Fantastic insight from Neil deGrasse Tyson about how important it is to be sensitive to someone’s current state of mind when you are trying to teach or persuade. You don’t teach with facts alone. You have to understand how those facts/thoughts are received by the person on the other end. And to do that, you have to understand what’s already in their head and how those ideas got there. Teaching is about bringing facts and external sensitivity together to have impact. This is powerful stuff and a great lesson for everyone.
rdo
on 05 Apr 12Or … if you don’t agree you can just f*ck off! Brilliant juxtaposition.
EH
on 05 Apr 12Hah, and Dawkins (per New Scientist) nods to “opinionated software.” ;)
joe larson
on 05 Apr 12Tyson is brilliant, and I fully agree with him… this applies from preschool through age 99… meet them where they are and lead them from there
radex
on 05 Apr 12Yeah, I’m sure DHH does not agree ;)
Newman5
on 05 Apr 12Is deGrasse explaining empathy?
Def: the intellectual identification with or vicarious experiencing of the feelings, thoughts, or attitudes of another.
A good teacher has empathy for her students in order to “understand how those facts/thoughts are received by the person on the other end.”

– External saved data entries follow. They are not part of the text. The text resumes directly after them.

//! MediaTek scatter file parser.
//!
//! A scatter file is a YAML-like list. Partition blocks start with a
//! `partition_index` key; the indented keys that follow belong to that block:
//!
//! ```text
//! - partition_index: SYS0
//!   partition_name: preloader
//!   file_name: preloader_k62v1.bin
//!   is_download: true
//!   type: SV5_BL_BIN
//!   linear_start_addr: 0x0
//!   partition_size: 0x40000
//!   region: EMMC_BOOT1_BOOT2
//! ```
//!
//! Header blocks (`- general: MTK_PLATFORM_CFG`, `info:`) carry no
//! `partition_index` and are ignored.

use crate::models::PartitionEntry;

use super::parse_number;

/// Keys copied verbatim into the entry's vendor tag.
const TAG_KEYS: &[&str] = &["is_download", "type", "region", "operation_type", "storage"];

#[derive(Default)]
struct ScatterBlock {
    index: String,
    name: Option<String>,
    file_name: Option<String>,
    start: u64,
    size: u64,
    tags: Vec<(String, String)>,
}

impl ScatterBlock {
    fn into_entry(self) -> Option<PartitionEntry> {
        let name = self.name.filter(|n| !n.is_empty())?;
        let mut entry = PartitionEntry::new(name, self.start, self.size);
        entry.vendor_tag.insert("partition_index", self.index);
        if let Some(file) = self
            .file_name
            .filter(|f| !f.is_empty() && !f.eq_ignore_ascii_case("NONE"))
        {
            entry.vendor_tag.insert("file_name", file);
        }
        for (key, value) in self.tags {
            entry.vendor_tag.insert(key, value);
        }
        Some(entry)
    }
}

fn split_key_value(line: &str) -> Option<(&str, &str)> {
    let line = line.trim().trim_start_matches('-').trim();
    let (key, value) = line.split_once(':')?;
    Some((key.trim(), value.trim()))
}

/// Parse a scatter file into partition entries.
///
/// The final block is flushed even though no marker follows it.
///
/// # Examples
///
/// ```
/// use omniflash::partition::scatter::parse;
///
/// let raw = "- partition_index: SYS0\n  partition_name: preloader\n  partition_size: 0x40000\n";
/// let entries = parse(raw);
/// assert_eq!(entries.len(), 1);
/// assert_eq!(entries[0].size_bytes, 0x40000);
/// ```
pub fn parse(raw: &str) -> Vec<PartitionEntry> {
    let mut entries = Vec::new();
    let mut current: Option<ScatterBlock> = None;

    for line in raw.lines() {
        let Some((key, value)) = split_key_value(line) else {
            continue;
        };

        if key == "partition_index" {
            if let Some(block) = current.take() {
                entries.extend(block.into_entry());
            }
            current = Some(ScatterBlock {
                index: value.to_string(),
                ..Default::default()
            });
            continue;
        }

        let Some(block) = current.as_mut() else {
            continue;
        };
        match key {
            "partition_name" => block.name = Some(value.to_string()),
            "file_name" => block.file_name = Some(value.to_string()),
            "linear_start_addr" => block.start = parse_number(value).unwrap_or(0),
            "partition_size" => block.size = parse_number(value).unwrap_or(0),
            k if TAG_KEYS.contains(&k) => block.tags.push((k.to_string(), value.to_string())),
            _ => {}
        }
    }

    if let Some(block) = current.take() {
        entries.extend(block.into_entry());
    }

    entries
}

/// Whether the scatter entry is marked for download.
pub fn is_download(entry: &PartitionEntry) -> bool {
    entry
        .vendor_tag
        .get("is_download")
        .map(|v| v.eq_ignore_ascii_case("true"))
        .unwrap_or(true)
}
//! omniflash: vendor-agnostic firmware flashing orchestrator.
//!
//! Drives the vendor command-line tools (heimdall, edl, mtkclient) to write
//! firmware images onto Samsung, Qualcomm and MediaTek devices.
//!
//! The system is organized into functional modules:
//! - **error**: Error type hierarchy, one enum per layer
//! - **models**: Core data structures shared by every layer
//! - **vendor**: Per-vendor command templates, output markers and table parser choice
//! - **partition**: PIT, GPT and scatter partition table parsers
//! - **config**: JSON settings with defaults
//! - **tools**: Tool resolution, download/install and loader selection
//! - **process**: Supervised child processes with progress, timeout and cancel
//! - **firmware**: Firmware container extraction and role classification
//! - **orchestrator**: Flash session state machine, plans and the session service
//! - **log_collector**: Disk-backed global logger

// Core foundational modules
pub mod error;
pub mod models;
pub mod vendor;

pub mod partition;

pub mod config;

pub mod firmware;
pub mod process;
pub mod tools;

pub mod orchestrator;

// Robust, decoupled logging system
pub mod log_collector;

// Re-export the log crate for macro usage
pub use log;

pub use log_collector::{LogCollector, LogLine};

// ============================================================================
// PUBLIC RE-EXPORTS FOR CONVENIENCE
// ============================================================================

pub use error::{
    ConfigError, ExtractError, FlashError, ParseError, PlanError, ProcessError, Result,
    SessionError, ToolError,
};

pub use models::{
    DeviceHandle, ExtractedImage, FirmwareRole, OutputLine, PartitionEntry, PartitionResult,
    PartitionStatus, ProcessOutcome, SessionReport, SessionStatus, StreamKind, ToolHandle,
    ToolKind, VendorTag,
};

pub use vendor::{classify_output, Operation, OutputVerdict, TemplateVars, Vendor};

pub use partition::parse_table;

pub use config::{load_settings, save_settings, Settings};

pub use firmware::{FirmwareExtractor, FirmwarePackage, ScratchDir};
pub use process::ProcessRunner;
pub use tools::{ToolInstaller, ToolResolver, ToolSpec};

pub use orchestrator::{
    build_plan, CriticalSet, FlashEvent, FlashEventKind, FlashOrchestrator, FlashPhase,
    FlashPlan, FlashRequest, FlashService, FlashSource, PlanEntry, SessionHandle,
};

/// Library version
pub const VERSION: &str = env!("CARGO_PKG_VERSION");

#[cfg(test)]
mod tests {
    use super::*;

    #[test]
    fn test_version_constant() {
        assert_eq!(VERSION, "0.1.0");
    }

    #[test]
    fn test_error_reexport() {
        let _: Result<i32> = Ok(42);
        let e = FlashError::from(PlanError::Empty);
        assert!(e.user_message().contains("plan"));
    }

    #[test]
    fn test_vendor_tool_mapping() {
        assert_eq!(Vendor::Samsung.tool_kind(), ToolKind::Heimdall);
        assert_eq!(Vendor::Qualcomm.tool_kind(), ToolKind::Edl);
        assert_eq!(Vendor::MediaTek.tool_kind(), ToolKind::MtkClient);
    }
}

teaching is hard work, very hard work for this very reason.
Justin Reese
on 05 Apr 12@JF: Sincere question from someone who enjoys and respects your and 37signals’s methods and mantra: do you personally attain to this form of influence, and do you think you’ve been successful at it? How about 37s as an organization? You, 37s, and DHH have all been accused (and guilty) of strongly and unapologetically making controversial statements. Does posting this mean you regret doing so, or in retrospect wish you had softened the message?
Not trolling, genuinely interested. You posted this video, and seem to be self-aware, so I assume you’ve at least considered these questions. Thanks!
Asif
on 06 Apr 12I don’t agree with Tyson, rather I agree with the Dawkins.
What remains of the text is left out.